Timberline Lodge, built between 1936 and 1938, was a Works Progress Administration (WPA) project. The architects and administrators decided that the lodge would be furnished with hand-forged wrought iron, handmade wood furniture, hand-woven fabrics, and hand-hooked rugs using three major design elements: pioneer heritage, Indian motifs, and native plants and wildlife. The WPA hired three individuals who had a significant role in the project’s implementation. These were O.B. Dawson, a master blacksmith who oversaw the forging of ironworks in a WPA metalwork shop in Portland, Ray Neufer, who supervised a WPA woodshop in Portland, and Margery Hoffman Smith, a local interior designer who coordinated the interior furnishing of the lodge. Women working under the Women’s and Professional Division of the WPA wove upholstery and drapery materials, hooked rugs, and sewed fabrics using designs by Mrs. Smith.
Workers for the project mainly came from the WPA, but some jobs, including excavation, road building, and laying the terraces, were performed by the younger men in the Civilian Conservation Corps (CCC). William I. Turner, A.I.A. acted as the supervising architect. Linn A. Forrest, A.I.A., Howard L. Gifford, and Dean R.E. Wright, A.I.A. served as associate architects, and Ward W. Gano was the resident engineer.

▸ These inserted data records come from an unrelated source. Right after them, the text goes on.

//! Persistence for identity embeddings and trust events.
//!
//! `VectorStore` is the seam the similarity service talks to. Two backends:
//! PostgreSQL with pgvector (`postgres` feature) and an in-process store.
//! Callers validate inputs before they reach a store; stores assume every
//! vector has the configured dimension.

pub mod memory;
#[cfg(feature = "postgres")]
pub mod postgres;

use std::sync::Arc;

use async_trait::async_trait;
use chrono::{DateTime, Utc};
use serde::Serialize;
use uuid::Uuid;

use crate::config::{DatabaseConfig, VectorBackend, VectorConfig};
use crate::error::DatabaseError;

/// One nearest-neighbour hit.
#[derive(Debug, Clone, PartialEq, Serialize)]
pub struct IdentityMatch {
    pub address: String,
    /// Cosine distance to the query, in `[0, 2]`.
    pub distance: f64,
}

/// A trust event before it is stored.
#[derive(Debug, Clone, PartialEq)]
pub struct NewTrustEvent {
    pub from_address: String,
    pub to_address: String,
    pub trust_score: f64,
    pub embedding: Option<Vec<f32>>,
    pub event_type: String,
}

/// A stored, append-only trust event.
#[derive(Debug, Clone, PartialEq, Serialize)]
#[serde(rename_all = "camelCase")]
pub struct TrustEvent {
    pub id: Uuid,
    pub from_address: String,
    pub to_address: String,
    pub trust_score: f64,
    #[serde(skip)]
    pub embedding: Option<Vec<f32>>,
    pub event_type: String,
    pub created_at: DateTime<Utc>,
}

impl TrustEvent {
    pub(crate) fn from_new(event: NewTrustEvent, created_at: DateTime<Utc>) -> Self {
        Self {
            id: Uuid::new_v4(),
            from_address: event.from_address,
            to_address: event.to_address,
            trust_score: event.trust_score,
            embedding: event.embedding,
            event_type: event.event_type,
            created_at,
        }
    }
}

#[async_trait]
pub trait VectorStore: Send + Sync {
    /// Create tables and extensions if missing.
    async fn init(&self) -> Result<(), DatabaseError>;

    /// Insert or wholesale-replace the embedding stored for `address`.
    async fn upsert_identity(&self, address: &str, embedding: &[f32]) -> Result<(), DatabaseError>;

    /// Up to `limit` identities ordered by ascending cosine distance to
    /// `query`, ties broken by address. With `max_distance`, only rows
    /// strictly closer than it are returned.
    async fn nearest_identities(
        &self,
        query: &[f32],
        limit: usize,
        max_distance: Option<f64>,
    ) -> Result<Vec<IdentityMatch>, DatabaseError>;

    async fn insert_trust_event(&self, event: NewTrustEvent) -> Result<TrustEvent, DatabaseError>;

    fn backend_name(&self) -> &'static str;
}

/// Build the store selected by configuration and initialize its schema.
pub async fn connect_vector_store(
    database: &DatabaseConfig,
    vector: &VectorConfig,
) -> Result<Arc<dyn VectorStore>, DatabaseError> {
    let store: Arc<dyn VectorStore> = match vector.backend {
        VectorBackend::Memory => Arc::new(memory::MemoryVectorStore::new()),
        #[cfg(feature = "postgres")]
        VectorBackend::Postgres => {
            Arc::new(postgres::PgVectorStore::connect(database, vector.dimension).await?)
        }
        #[cfg(not(feature = "postgres"))]
        VectorBackend::Postgres => {
            let _ = database;
            return Err(DatabaseError::Pool(
                "postgres backend selected but the postgres feature is not compiled in"
                    .to_string(),
            ));
        }
    };
    store.init().await?;
    tracing::info!(backend = store.backend_name(), dimension = vector.dimension, "Vector store ready");
    Ok(store)
}

/// Cosine distance `1 - cos(a, b)`. Both inputs must be non-zero and of
/// equal length.
pub(crate) fn cosine_distance(a: &[f32], b: &[f32]) -> f64 {
    let (mut dot, mut norm_a, mut norm_b) = (0.0f64, 0.0f64, 0.0f64);
    for (x, y) in a.iter().zip(b) {
        let (x, y) = (f64::from(*x), f64::from(*y));
        dot += x * y;
        norm_a += x * x;
        norm_b += y * y;
    }
    1.0 - dot / (norm_a.sqrt() * norm_b.sqrt())
}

The carver’s name for a piece of wood carving art inside the Timberline Lodge is not known. The piece of art can be attributed to either of the original WPA woodworkers who built the lodge. However, the first of two 3-letter red-painted words at the bottom of the art is indecipherable. The second word is believed to be “Joe.”
The Timberline Lodge is on the National Register of Historic Places since 1972 and is also a National Historic Landmark since 1977.